Here at the Robert Sterling Clark Foundation office, on the Upper East Side of Manhattan, our air conditioner broke at the very beginning of July. It is an ancient machine, and it turns out that the replacement part will take 14 weeks to come in. Yes, you read that right, 14 weeks, in the age of Amazon. We should have our AC up and running in time for the first snowfall. And in the meantime, it is steamy in here.
So we have, all of a sudden, become a virtual organization – reasoning that we can get more done in the air conditioning of our own homes than we can in the office, where we spent the first few days post-AC-breakdown whining. My friend who is a long-time Executive Director is making fun of me for taking the ultimate Foundation summer Friday – “so you just are calling in hot for the summer?” I know she was imagining trying to do that at her job, where not showing up is not an option.
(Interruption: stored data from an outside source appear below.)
use rust_decimal::Decimal;
use rust_decimal::prelude::ToPrimitive;
use serde_json::{Map, Value};
use time::OffsetDateTime;
use time::format_description::well_known::Rfc3339;

use aether_common::{GatewayConfig, GatewayResult};
use aether_storage::Storage;

use crate::collector::{DimensionCollectInput, DimensionCollectorService};
use crate::formula::FormulaEngine;
use crate::precision::{quantize_cost, to_decimal};
use crate::rule_service::BillingRuleService;
use crate::schema::{BILLING_SNAPSHOT_SCHEMA_VERSION, BillingSnapshot, BillingStatus, CostResult};

fn dim_i64(dims: &Map<String, Value>, key: &str) -> i64 {
    dims.get(key)
        .and_then(to_decimal)
        .and_then(|d| d.to_i64())
        .unwrap_or(0)
}

fn now_rfc3339() -> String {
    OffsetDateTime::now_utc()
        .format(&Rfc3339)
        .unwrap_or_default()
}

/// Billing calculation orchestrator: dimensions -> rule -> cost -> snapshot.
///
/// Reads rules and collectors; never writes usage rows itself.
pub struct BillingService<'a> {
    storage: &'a dyn Storage,
    config: &'a GatewayConfig,
    engine: FormulaEngine,
}

impl<'a> BillingService<'a> {
    pub fn new(storage: &'a dyn Storage, config: &'a GatewayConfig) -> Self {
        Self {
            storage,
            config,
            engine: FormulaEngine::new(),
        }
    }

    pub async fn collect_dimensions(
        &self,
        api_format: Option<&str>,
        task_type: Option<&str>,
        inp: DimensionCollectInput<'_>,
    ) -> Map<String, Value> {
        DimensionCollectorService::new(self.storage)
            .collect_dimensions(api_format, task_type, inp)
            .await
    }

    pub async fn calculate(
        &self,
        task_type: &str,
        model: &str,
        provider_id: Option<i64>,
        dimensions: &Map<String, Value>,
        strict_mode: Option<bool>,
    ) -> GatewayResult<CostResult> {
        let strict = strict_mode.unwrap_or(self.config.billing_strict_mode);

        // Normalize and enrich without mutating the caller's map.
        let mut dims = dimensions.clone();
        if !dims.contains_key("cache_creation_tokens")
            && let Some(value) = dims.get("cache_creation_input_tokens").cloned()
        {
            dims.insert("cache_creation_tokens".to_string(), value);
        }
        if !dims.contains_key("cache_read_tokens")
            && let Some(value) = dims.get("cache_read_input_tokens").cloned()
        {
            dims.insert("cache_read_tokens".to_string(), value);
        }
        if !dims.contains_key("request_count") {
            dims.insert("request_count".to_string(), Value::from(1));
        }
        // Tier key for context-length pricing: input + both cache classes.
        if !dims.contains_key("total_input_context") {
            let total = dim_i64(&dims, "input_tokens")
                + dim_i64(&dims, "cache_creation_tokens")
                + dim_i64(&dims, "cache_read_tokens");
            dims.insert("total_input_context".to_string(), Value::from(total));
        }

        let lookup = BillingRuleService::find_rule(
            self.storage,
            self.config,
            provider_id,
            model,
            task_type,
        )
        .await;

        let Some(lookup) = lookup else {
            tracing::warn!(task_type, model, ?provider_id, "no billing rule for task");
            let snapshot = BillingSnapshot {
                resolved_dimensions: dims,
                status: BillingStatus::NoRule,
                calculated_at: now_rfc3339(),
                ..Default::default()
            };
            return Ok(CostResult {
                cost: 0.0,
                status: BillingStatus::NoRule,
                snapshot,
            });
        };

        let rule = &lookup.rule;
        let outcome = self.engine.evaluate(
            &rule.expression,
            &rule.variables,
            &dims,
            &rule.dimension_mappings,
            strict,
        )?;

        // Components quantize first; the persisted total is the sum of the
        // quantized components, so the audit invariant holds exactly.
        let quantized: Vec<(String, Decimal)> = outcome
            .cost_breakdown
            .iter()
            .map(|(name, value)| (name.clone(), quantize_cost(*value)))
            .collect();
        let total = if quantized.is_empty() {
            quantize_cost(outcome.cost)
        } else {
            quantize_cost(quantized.iter().map(|(_, v)| *v).sum())
        };

        let mut cost_breakdown = Map::new();
        for (name, value) in &quantized {
            cost_breakdown.insert(name.clone(), Value::from(value.to_f64().unwrap_or(0.0)));
        }

        let total_cost = if outcome.status == BillingStatus::Complete {
            total.to_f64().unwrap_or(0.0)
        } else {
            0.0
        };

        // Variables exclude dimension names and *_cost components; those live
        // in resolved_dimensions and cost_breakdown respectively.
        let mut resolved_variables = Map::new();
        for (name, value) in &outcome.resolved_variables {
            if outcome.resolved_dimensions.contains_key(name) || name.ends_with("_cost") {
                continue;
            }
            resolved_variables.insert(name.clone(), value.clone());
        }

        let snapshot = BillingSnapshot {
            schema_version: BILLING_SNAPSHOT_SCHEMA_VERSION.to_string(),
            rule_id: Some(rule.id.clone()),
            rule_name: Some(rule.name.clone()),
            scope: Some(lookup.scope.clone()),
            expression: Some(rule.expression.clone()),
            resolved_dimensions: outcome.resolved_dimensions,
            resolved_variables,
            cost_breakdown,
            total_cost,
            tier_index: outcome.tier_index,
            tier_info: outcome.tier_info,
            missing_required: outcome.missing_required,
            status: outcome.status,
            calculated_at: now_rfc3339(),
            engine_version: "2.0".to_string(),
        };

        Ok(CostResult {
            cost: total_cost,
            status: outcome.status,
            snapshot,
        })
    }

    /// Collect dimensions from raw payloads, then calculate.
    #[allow(clippy::too_many_arguments)]
    pub async fn calculate_from_response(
        &self,
        task_type: &str,
        model: &str,
        provider_id: Option<i64>,
        api_format: Option<&str>,
        inp: DimensionCollectInput<'_>,
        strict_mode: Option<bool>,
    ) -> GatewayResult<CostResult> {
        let dims = self
            .collect_dimensions(api_format, Some(task_type), inp)
            .await;
        self.calculate(task_type, model, provider_id, &dims, strict_mode)
            .await
    }
}
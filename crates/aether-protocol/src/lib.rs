pub mod auth;
pub mod claude;
pub mod detection;
pub mod gemini;
pub mod headers;
pub mod metadata;
pub mod openai;
pub mod signature;
pub mod sse;

pub use auth::{build_auth_headers, default_auth_method_for, extract_credential};
pub use detection::{
    RequestContext, detect_format_from_request, detect_format_from_response,
    detect_request_context,
};
pub use headers::{
    HOP_BY_HOP_HEADERS, Headers, UPSTREAM_DROP_HEADERS, header_get, header_remove, header_set,
    is_hop_by_hop, merge_headers_with_protection, normalize_headers,
};
pub use metadata::{
    EndpointDefinition, can_passthrough_endpoint, data_format_id, list_endpoint_definitions,
    resolve_endpoint_definition,
};
pub use signature::{
    ApiFamily, AuthMethod, EndpointKind, EndpointSignature, EndpointType, SignatureError,
    is_cli_format, is_same_format, make_signature_key, normalize_signature_key,
    parse_signature_key,
};
pub use sse::{SseEvent, SseParser};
We’ve been doing okay at getting our work done – but it has taken a lot of ‘trust in action’. At the Foundation we talk and write a lot about how important trust is in the relationship between a funder and a grantee partner, and now we are learning about how important it is among us as staff members, and in our dynamics with our consultants and colleagues across the field.
Keeping the core values that inform Trust-Based Philanthropy in mind – equity, humility, transparency, curiosity, and collaboration – we are piecing together our decentralized work life with:
· Trust that people will do what they say they are going to do – beyond face time, or verbal reminders. We are trying to keep in touch but not micromanage each other.
· Trust that people will show up when they need to. For example, I recently met with one consultant in three different offices lent to us, over three days. With meetings all over the city, we can’t all be everywhere – so have to trust each other to represent.
· A good dose of humor and people IQ. At the Foundation we talk about providing “support beyond the check” to our grantee partners – in this case, we’ve striving for “support beyond the job” for each other. We’re texting jokes, using well-placed emojis amidst frustrating conversations, and calling when we worry that an email might not convey the tone we intend.
In short, we’re being kind to one another as we weather (pun intended) this summer sizzle. So it’s true – broken air conditioning has taught me a thing or two about trust. I’m happy for that – and I’ll be even happier when our AC is fixed!